Can cats eat turkey?
SafeYes — plain cooked turkey is an excellent, lean protein treat for cats.
Reviewed by the Webvet Veterinarian Team · Last reviewed June 26, 2026
Can Cats Eat Turkey?
Yes, plain cooked turkey is an excellent, lean protein treat for cats, as long as it is skinless, boneless, and completely unseasoned. Cats are obligate carnivores, which means their bodies are built to run on animal protein, and turkey is exactly the kind of meat they thrive on. In fact, turkey shows up as a named ingredient in plenty of commercial cat foods. The catch is not the turkey itself but everything humans usually do to it: the salt, the butter, the garlic and onion in the stuffing and gravy, the fatty skin, and the bones.
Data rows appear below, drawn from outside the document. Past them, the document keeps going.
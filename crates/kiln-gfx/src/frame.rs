//! Pending draw submissions for the current frame.
//!
//! Between two `frame()` calls every submission is queued here; the flush
//! hands them to the backend in ascending view-id order, with the order
//! inside a view decided by that view's [`ViewMode`].

use crate::flags::ViewMode;
use crate::handle::{ProgramHandle, TextureHandle, UniformHandle};
use crate::state::{RenderState, StencilState};
use crate::view::ViewId;

/// Texture stages addressable per draw.
pub const MAX_TEXTURE_STAGES: usize = 8;

/// Scissor rectangle in pixels, clamped to u16 range by the caller.
#[derive(Debug, Copy, Clone, Eq, PartialEq, Default)]
pub struct ScissorRect {
    pub x: u16,
    pub y: u16,
    pub width: u16,
    pub height: u16,
}

/// A texture bound to a sampler uniform for one draw.
#[derive(Debug, Copy, Clone, Eq, PartialEq)]
pub struct TextureBinding {
    pub uniform: UniformHandle,
    pub texture: TextureHandle,
}

/// Slice of a transient vertex buffer bound to a stream.
#[derive(Debug, Copy, Clone, Eq, PartialEq)]
pub struct VertexRange {
    pub stream: u8,
    pub(crate) offset: usize,
    pub start_vertex: u32,
    pub num_vertices: u32,
    pub stride: u16,
}

/// Slice of a transient index buffer.
#[derive(Debug, Copy, Clone, Eq, PartialEq)]
pub struct IndexRange {
    pub(crate) offset: usize,
    pub first_index: u32,
    pub num_indices: u32,
}

/// One queued draw: the complete state captured at `submit` time.
#[derive(Debug, Clone, PartialEq)]
pub struct DrawCall {
    pub view: ViewId,
    pub program: ProgramHandle,
    /// Depth sort key (only meaningful under the Depth* view modes).
    pub depth: u32,
    pub state: RenderState,
    /// Constant color for `BlendFactor::Factor`, 0xRRGGBBAA.
    pub blend_factor: u32,
    pub stencil: StencilState,
    pub scissor: Option<ScissorRect>,
    pub textures: [Option<TextureBinding>; MAX_TEXTURE_STAGES],
    pub transform: Option<[f32; 16]>,
    pub vertices: Option<VertexRange>,
    pub indices: Option<IndexRange>,
    pub(crate) sequence: u32,
}

/// Draw state being assembled between `submit` calls.
#[derive(Debug, Clone)]
pub(crate) struct EncoderState {
    pub scissor: Option<ScissorRect>,
    pub state: RenderState,
    pub blend_factor: u32,
    pub stencil: StencilState,
    pub textures: [Option<TextureBinding>; MAX_TEXTURE_STAGES],
    pub transform: Option<[f32; 16]>,
    pub vertices: Option<VertexRange>,
    pub indices: Option<IndexRange>,
}

impl Default for EncoderState {
    fn default() -> Self {
        Self {
            scissor: None,
            // A submit without set_state draws with the backend defaults.
            state: RenderState::DEFAULT,
            blend_factor: 0,
            stencil: StencilState::NONE,
            textures: [None; MAX_TEXTURE_STAGES],
            transform: None,
            vertices: None,
            indices: None,
        }
    }
}

/// Queue of draws submitted since the last flush.
#[derive(Debug)]
pub(crate) struct FrameQueue {
    pending: Vec<DrawCall>,
    next_seq: u32,
    submitted_views: Vec<bool>,
}

impl FrameQueue {
    pub(crate) fn new() -> Self {
        Self {
            pending: Vec::new(),
            next_seq: 0,
            submitted_views: vec![false; crate::view::MAX_VIEW_ID as usize + 1],
        }
    }

    pub(crate) fn push(&mut self, mut call: DrawCall) {
        call.sequence = self.next_seq;
        self.next_seq = self.next_seq.wrapping_add(1);
        self.submitted_views[call.view.index() as usize] = true;
        self.pending.push(call);
    }

    #[inline]
    pub(crate) fn len(&self) -> usize {
        self.pending.len()
    }

    #[inline]
    pub(crate) fn calls(&self) -> &[DrawCall] {
        &self.pending
    }

    /// Views that received at least one submission this frame.
    pub(crate) fn submitted_views(&self) -> &[bool] {
        &self.submitted_views
    }

    /// Indices into [`calls`](Self::calls) in flush order: ascending view
    /// id, then the view's mode decides within-view order.
    pub(crate) fn flush_order(&self, mode_of: impl Fn(ViewId) -> ViewMode) -> Vec<usize> {
        let mut order: Vec<usize> = (0..self.pending.len()).collect();
        order.sort_by(|&a, &b| {
            let da = &self.pending[a];
            let db = &self.pending[b];
            da.view.cmp(&db.view).then_with(|| match mode_of(da.view) {
                ViewMode::DepthAscending => {
                    da.depth.cmp(&db.depth).then(da.sequence.cmp(&db.sequence))
                }
                ViewMode::DepthDescending => {
                    db.depth.cmp(&da.depth).then(da.sequence.cmp(&db.sequence))
                }
                // Default and Sequential both keep submission order here;
                // the backend may re-batch Default views internally.
                ViewMode::Default | ViewMode::Sequential => da.sequence.cmp(&db.sequence),
            })
        });
        order
    }

    /// Drops all queued draws and per-frame bookkeeping.
    pub(crate) fn clear(&mut self) {
        self.pending.clear();
        self.next_seq = 0;
        self.submitted_views.fill(false);
    }
}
Keep those away and a few small shreds of turkey make a genuinely nourishing snack for your cat.
- 1Plain cooked turkey (skinless, boneless, unseasoned) is safe and nutritious for cats.
- 2As obligate carnivores, cats digest and benefit from turkey's animal protein.
- 3Never feed seasoned or holiday turkey: onion and garlic are toxic to cats.
- 4Skip the skin (too fatty), the bones (they splinter), and processed turkey like deli meat or turkey bacon (too salty).
- 5Serve only a small amount as a treat, and keep treats under about 10 percent of your cat's daily calories.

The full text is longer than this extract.